--- DATA SHOWN Enclosed Below ---
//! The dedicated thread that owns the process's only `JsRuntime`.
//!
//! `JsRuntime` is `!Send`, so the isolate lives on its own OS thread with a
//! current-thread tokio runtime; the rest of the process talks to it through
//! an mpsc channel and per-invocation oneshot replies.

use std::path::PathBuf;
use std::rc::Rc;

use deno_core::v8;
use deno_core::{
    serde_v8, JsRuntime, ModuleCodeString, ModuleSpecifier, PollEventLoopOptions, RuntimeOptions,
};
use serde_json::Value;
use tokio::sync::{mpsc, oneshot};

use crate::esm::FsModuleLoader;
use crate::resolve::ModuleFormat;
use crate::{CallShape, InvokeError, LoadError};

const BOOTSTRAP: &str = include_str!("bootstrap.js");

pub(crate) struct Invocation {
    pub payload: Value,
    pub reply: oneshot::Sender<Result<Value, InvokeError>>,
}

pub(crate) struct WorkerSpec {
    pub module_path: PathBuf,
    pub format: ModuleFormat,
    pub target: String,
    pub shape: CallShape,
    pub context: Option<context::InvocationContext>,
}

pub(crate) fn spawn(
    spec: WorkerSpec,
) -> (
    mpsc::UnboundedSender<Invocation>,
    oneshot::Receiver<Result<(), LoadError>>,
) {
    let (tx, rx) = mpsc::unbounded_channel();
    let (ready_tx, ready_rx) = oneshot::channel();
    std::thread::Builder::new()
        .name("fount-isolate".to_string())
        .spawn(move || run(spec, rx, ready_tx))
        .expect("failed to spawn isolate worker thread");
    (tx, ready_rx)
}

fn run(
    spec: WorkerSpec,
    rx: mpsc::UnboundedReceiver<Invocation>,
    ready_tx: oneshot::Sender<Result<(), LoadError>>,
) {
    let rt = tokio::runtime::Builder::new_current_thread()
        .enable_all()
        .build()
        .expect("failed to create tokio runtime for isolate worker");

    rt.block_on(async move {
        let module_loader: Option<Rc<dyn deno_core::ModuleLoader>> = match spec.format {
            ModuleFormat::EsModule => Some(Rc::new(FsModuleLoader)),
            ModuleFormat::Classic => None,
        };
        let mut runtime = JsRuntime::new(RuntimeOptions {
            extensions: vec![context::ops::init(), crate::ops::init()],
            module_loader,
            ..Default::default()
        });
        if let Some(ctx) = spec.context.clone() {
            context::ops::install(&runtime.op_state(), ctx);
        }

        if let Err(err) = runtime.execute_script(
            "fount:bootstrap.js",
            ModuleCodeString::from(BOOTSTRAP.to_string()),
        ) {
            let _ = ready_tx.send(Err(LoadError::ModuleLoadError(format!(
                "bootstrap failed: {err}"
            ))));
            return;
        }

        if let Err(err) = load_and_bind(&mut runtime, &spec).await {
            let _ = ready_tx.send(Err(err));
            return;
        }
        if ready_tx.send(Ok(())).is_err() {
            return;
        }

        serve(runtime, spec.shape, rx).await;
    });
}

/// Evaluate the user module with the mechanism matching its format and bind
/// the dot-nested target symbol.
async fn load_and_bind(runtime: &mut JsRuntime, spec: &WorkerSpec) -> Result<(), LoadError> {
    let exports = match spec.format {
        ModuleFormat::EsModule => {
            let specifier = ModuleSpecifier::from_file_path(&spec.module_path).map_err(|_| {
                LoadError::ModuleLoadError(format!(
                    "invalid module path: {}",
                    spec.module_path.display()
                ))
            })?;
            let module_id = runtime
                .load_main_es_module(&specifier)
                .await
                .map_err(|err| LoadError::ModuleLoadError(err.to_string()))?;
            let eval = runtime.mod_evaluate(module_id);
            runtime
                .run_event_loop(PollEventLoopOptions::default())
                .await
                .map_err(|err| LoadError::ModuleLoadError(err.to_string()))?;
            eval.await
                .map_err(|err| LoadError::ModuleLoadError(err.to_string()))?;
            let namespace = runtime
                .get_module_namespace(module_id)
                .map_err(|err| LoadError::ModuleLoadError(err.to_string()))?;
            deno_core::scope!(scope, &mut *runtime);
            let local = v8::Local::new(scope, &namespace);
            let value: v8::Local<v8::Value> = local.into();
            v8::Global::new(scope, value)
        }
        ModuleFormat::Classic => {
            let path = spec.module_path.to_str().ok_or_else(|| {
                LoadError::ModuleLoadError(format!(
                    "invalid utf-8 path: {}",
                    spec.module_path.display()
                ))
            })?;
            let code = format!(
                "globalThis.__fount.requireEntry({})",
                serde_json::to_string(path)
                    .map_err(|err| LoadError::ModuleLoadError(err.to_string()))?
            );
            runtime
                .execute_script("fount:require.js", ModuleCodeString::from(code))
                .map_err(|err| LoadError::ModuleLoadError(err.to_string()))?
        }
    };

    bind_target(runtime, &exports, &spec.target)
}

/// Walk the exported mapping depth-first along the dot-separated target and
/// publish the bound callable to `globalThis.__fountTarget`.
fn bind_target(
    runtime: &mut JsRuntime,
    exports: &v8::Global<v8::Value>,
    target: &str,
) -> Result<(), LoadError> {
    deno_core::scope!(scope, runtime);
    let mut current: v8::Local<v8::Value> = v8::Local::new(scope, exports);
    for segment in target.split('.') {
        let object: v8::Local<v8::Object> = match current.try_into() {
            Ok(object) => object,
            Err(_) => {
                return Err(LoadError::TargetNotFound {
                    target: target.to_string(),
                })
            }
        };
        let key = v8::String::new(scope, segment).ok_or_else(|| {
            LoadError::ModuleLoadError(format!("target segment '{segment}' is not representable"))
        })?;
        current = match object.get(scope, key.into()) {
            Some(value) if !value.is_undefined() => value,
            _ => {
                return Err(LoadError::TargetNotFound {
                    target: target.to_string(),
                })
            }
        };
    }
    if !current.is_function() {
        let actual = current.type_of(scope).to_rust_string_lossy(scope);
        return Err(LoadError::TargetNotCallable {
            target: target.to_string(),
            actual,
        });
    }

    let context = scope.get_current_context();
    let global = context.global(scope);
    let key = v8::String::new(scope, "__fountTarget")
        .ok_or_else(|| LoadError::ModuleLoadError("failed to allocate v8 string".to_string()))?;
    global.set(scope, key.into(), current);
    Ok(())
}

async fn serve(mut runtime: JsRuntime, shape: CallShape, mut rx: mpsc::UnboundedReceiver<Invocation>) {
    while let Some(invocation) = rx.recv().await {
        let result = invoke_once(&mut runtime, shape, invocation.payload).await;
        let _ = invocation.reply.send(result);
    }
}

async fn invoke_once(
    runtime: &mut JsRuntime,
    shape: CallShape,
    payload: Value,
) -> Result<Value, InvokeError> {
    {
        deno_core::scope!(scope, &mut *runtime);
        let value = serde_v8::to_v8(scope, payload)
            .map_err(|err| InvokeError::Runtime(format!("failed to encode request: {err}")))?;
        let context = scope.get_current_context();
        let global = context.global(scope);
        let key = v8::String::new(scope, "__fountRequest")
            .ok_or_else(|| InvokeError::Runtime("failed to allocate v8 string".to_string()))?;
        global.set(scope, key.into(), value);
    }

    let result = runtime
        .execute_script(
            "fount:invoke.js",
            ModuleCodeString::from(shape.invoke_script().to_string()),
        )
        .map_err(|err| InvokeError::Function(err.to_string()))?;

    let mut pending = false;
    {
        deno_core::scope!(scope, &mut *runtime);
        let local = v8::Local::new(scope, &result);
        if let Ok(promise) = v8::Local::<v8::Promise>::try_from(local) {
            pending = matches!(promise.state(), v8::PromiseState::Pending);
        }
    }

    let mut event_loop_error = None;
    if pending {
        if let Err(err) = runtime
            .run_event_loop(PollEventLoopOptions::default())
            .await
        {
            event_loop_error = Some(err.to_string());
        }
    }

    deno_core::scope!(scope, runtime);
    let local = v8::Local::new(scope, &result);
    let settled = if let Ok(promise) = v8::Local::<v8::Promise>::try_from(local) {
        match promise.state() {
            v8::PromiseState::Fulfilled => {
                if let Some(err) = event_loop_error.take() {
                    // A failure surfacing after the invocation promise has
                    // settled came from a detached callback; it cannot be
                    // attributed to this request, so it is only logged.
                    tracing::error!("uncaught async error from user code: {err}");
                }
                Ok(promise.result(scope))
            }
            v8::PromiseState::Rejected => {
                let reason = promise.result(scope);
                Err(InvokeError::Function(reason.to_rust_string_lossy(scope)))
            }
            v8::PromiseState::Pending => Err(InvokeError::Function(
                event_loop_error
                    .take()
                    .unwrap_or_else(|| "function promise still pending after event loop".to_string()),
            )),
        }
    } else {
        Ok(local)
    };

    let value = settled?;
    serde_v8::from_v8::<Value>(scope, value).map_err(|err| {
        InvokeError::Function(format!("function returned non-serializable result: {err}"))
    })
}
--- End of Enclosed DATA SHOWN ---
TO DO
Find all lines holding the word "globalThis" in the records above and copy them.

WRITTEN ANSWER
                "globalThis.__fount.requireEntry({})",
/// publish the bound callable to `globalThis.__fountTarget`.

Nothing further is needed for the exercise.